#### Data for processing ####

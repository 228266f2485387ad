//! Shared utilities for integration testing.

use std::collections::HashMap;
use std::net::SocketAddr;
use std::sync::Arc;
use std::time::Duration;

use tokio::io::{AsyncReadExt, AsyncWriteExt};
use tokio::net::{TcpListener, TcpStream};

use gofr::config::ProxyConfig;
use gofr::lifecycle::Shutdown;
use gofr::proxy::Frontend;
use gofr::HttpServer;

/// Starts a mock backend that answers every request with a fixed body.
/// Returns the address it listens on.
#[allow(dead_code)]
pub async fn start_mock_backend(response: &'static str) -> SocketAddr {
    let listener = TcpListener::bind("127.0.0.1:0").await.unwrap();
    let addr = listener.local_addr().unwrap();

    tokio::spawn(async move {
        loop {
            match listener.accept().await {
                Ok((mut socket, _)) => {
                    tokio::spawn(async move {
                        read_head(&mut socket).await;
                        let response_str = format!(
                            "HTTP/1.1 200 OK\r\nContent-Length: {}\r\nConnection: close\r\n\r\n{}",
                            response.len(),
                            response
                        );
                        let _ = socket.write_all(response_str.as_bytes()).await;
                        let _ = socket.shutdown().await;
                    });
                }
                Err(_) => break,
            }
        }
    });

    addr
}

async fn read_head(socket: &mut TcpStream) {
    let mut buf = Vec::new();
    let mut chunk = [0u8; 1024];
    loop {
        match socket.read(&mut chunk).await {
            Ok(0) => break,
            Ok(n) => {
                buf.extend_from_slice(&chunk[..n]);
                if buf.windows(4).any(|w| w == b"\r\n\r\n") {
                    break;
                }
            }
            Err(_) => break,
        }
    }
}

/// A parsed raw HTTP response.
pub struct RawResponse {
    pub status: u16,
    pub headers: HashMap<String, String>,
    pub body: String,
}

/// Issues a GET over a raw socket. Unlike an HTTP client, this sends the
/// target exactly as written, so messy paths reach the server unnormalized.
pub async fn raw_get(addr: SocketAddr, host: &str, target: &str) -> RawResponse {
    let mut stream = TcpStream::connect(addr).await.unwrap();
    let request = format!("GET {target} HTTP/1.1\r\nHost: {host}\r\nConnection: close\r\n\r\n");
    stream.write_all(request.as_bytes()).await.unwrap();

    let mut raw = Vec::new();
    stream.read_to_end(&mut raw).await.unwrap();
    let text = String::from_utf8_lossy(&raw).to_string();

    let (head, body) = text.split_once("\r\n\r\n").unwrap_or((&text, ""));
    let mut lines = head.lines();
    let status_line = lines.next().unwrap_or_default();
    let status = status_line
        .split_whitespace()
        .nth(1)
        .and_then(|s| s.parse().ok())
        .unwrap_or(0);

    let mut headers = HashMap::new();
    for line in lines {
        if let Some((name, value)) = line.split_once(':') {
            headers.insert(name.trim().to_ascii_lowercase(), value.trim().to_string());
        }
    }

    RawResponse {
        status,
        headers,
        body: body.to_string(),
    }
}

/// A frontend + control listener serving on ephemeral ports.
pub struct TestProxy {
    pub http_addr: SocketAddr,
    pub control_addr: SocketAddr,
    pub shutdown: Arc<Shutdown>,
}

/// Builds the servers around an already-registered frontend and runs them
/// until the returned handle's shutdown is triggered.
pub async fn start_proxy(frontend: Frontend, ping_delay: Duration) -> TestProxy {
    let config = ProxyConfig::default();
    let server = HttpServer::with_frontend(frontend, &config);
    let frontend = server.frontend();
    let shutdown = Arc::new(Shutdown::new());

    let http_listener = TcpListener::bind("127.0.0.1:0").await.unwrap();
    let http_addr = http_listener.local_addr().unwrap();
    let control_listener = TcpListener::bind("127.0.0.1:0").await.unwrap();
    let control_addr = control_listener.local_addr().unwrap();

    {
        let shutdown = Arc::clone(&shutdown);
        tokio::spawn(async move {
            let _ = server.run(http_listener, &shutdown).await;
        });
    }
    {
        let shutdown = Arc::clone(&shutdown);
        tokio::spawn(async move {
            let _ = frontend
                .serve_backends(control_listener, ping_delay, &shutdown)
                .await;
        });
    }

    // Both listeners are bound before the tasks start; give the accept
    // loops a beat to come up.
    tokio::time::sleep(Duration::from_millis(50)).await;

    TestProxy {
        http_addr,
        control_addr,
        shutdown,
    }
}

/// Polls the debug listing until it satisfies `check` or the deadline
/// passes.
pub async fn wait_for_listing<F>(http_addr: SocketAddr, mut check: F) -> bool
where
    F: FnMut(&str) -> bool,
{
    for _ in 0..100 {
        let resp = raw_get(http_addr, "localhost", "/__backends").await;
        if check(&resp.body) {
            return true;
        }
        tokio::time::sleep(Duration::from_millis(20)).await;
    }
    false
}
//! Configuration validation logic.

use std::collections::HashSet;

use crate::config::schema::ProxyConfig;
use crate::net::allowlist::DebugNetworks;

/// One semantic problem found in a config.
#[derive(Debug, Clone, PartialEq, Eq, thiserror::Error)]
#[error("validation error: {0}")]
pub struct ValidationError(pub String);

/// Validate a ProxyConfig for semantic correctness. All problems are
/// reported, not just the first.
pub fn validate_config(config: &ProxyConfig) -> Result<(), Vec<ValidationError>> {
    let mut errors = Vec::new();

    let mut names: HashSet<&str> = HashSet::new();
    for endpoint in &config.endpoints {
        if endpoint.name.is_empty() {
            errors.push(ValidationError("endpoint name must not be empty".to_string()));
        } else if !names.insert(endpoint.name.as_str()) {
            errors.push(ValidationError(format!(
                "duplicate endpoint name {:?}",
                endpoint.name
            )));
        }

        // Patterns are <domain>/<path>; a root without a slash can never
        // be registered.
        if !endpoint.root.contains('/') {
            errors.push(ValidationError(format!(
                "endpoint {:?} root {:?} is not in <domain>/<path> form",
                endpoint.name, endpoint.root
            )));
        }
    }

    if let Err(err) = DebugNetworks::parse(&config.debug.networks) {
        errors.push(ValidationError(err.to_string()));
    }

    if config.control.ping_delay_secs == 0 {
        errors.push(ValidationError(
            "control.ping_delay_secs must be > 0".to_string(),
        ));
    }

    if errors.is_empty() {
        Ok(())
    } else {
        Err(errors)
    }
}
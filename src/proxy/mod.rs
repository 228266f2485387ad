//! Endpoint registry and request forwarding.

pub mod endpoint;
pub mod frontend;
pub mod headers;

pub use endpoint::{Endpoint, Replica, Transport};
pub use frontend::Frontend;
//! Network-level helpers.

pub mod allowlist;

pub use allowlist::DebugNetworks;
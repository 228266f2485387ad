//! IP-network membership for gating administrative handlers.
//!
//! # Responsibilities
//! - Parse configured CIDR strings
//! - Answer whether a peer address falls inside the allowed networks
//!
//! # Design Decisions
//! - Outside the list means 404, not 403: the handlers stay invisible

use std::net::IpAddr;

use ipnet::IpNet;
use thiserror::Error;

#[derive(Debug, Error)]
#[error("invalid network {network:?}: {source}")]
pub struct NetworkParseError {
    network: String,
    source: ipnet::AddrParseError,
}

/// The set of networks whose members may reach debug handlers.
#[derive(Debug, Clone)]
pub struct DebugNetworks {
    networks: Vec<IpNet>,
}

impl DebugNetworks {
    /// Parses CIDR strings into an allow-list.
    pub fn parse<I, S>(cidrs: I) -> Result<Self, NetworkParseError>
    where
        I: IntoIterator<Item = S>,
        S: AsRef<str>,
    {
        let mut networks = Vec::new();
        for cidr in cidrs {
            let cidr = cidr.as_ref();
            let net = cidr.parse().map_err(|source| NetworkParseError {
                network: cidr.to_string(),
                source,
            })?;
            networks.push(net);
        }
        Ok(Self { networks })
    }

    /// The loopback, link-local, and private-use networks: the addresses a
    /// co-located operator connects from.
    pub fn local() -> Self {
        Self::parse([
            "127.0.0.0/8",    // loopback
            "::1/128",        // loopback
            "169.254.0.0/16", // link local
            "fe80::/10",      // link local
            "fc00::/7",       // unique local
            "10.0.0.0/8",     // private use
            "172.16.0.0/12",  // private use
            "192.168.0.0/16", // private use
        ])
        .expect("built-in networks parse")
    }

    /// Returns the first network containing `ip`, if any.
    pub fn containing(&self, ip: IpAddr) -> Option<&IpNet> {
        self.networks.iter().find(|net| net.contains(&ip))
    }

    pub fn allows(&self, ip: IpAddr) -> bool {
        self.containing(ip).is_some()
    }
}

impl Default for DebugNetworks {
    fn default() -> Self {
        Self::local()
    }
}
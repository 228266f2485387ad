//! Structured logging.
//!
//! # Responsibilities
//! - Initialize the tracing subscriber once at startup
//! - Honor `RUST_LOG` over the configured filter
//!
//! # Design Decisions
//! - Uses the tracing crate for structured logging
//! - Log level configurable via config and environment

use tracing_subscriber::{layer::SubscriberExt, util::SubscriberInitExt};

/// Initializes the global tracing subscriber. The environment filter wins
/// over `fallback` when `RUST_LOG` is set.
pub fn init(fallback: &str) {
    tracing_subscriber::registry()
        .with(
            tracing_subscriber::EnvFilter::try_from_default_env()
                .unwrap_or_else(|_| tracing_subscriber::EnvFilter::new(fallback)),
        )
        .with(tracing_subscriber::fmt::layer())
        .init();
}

####

Work item: Exactly as they appear, copy the lines of the listing above from the first through the one that contains "pub async fn start_mock_backend(response: &'static", and nothing more.

Task solution:
repository 228266f2485387ad
//! Shared utilities for integration testing.

use std::collections::HashMap;
use std::net::SocketAddr;
use std::sync::Arc;
use std::time::Duration;

use tokio::io::{AsyncReadExt, AsyncWriteExt};
use tokio::net::{TcpListener, TcpStream};

use gofr::config::ProxyConfig;
use gofr::lifecycle::Shutdown;
use gofr::proxy::Frontend;
use gofr::HttpServer;

/// Starts a mock backend that answers every request with a fixed body.
/// Returns the address it listens on.
#[allow(dead_code)]
pub async fn start_mock_backend(response: &'static str) -> SocketAddr {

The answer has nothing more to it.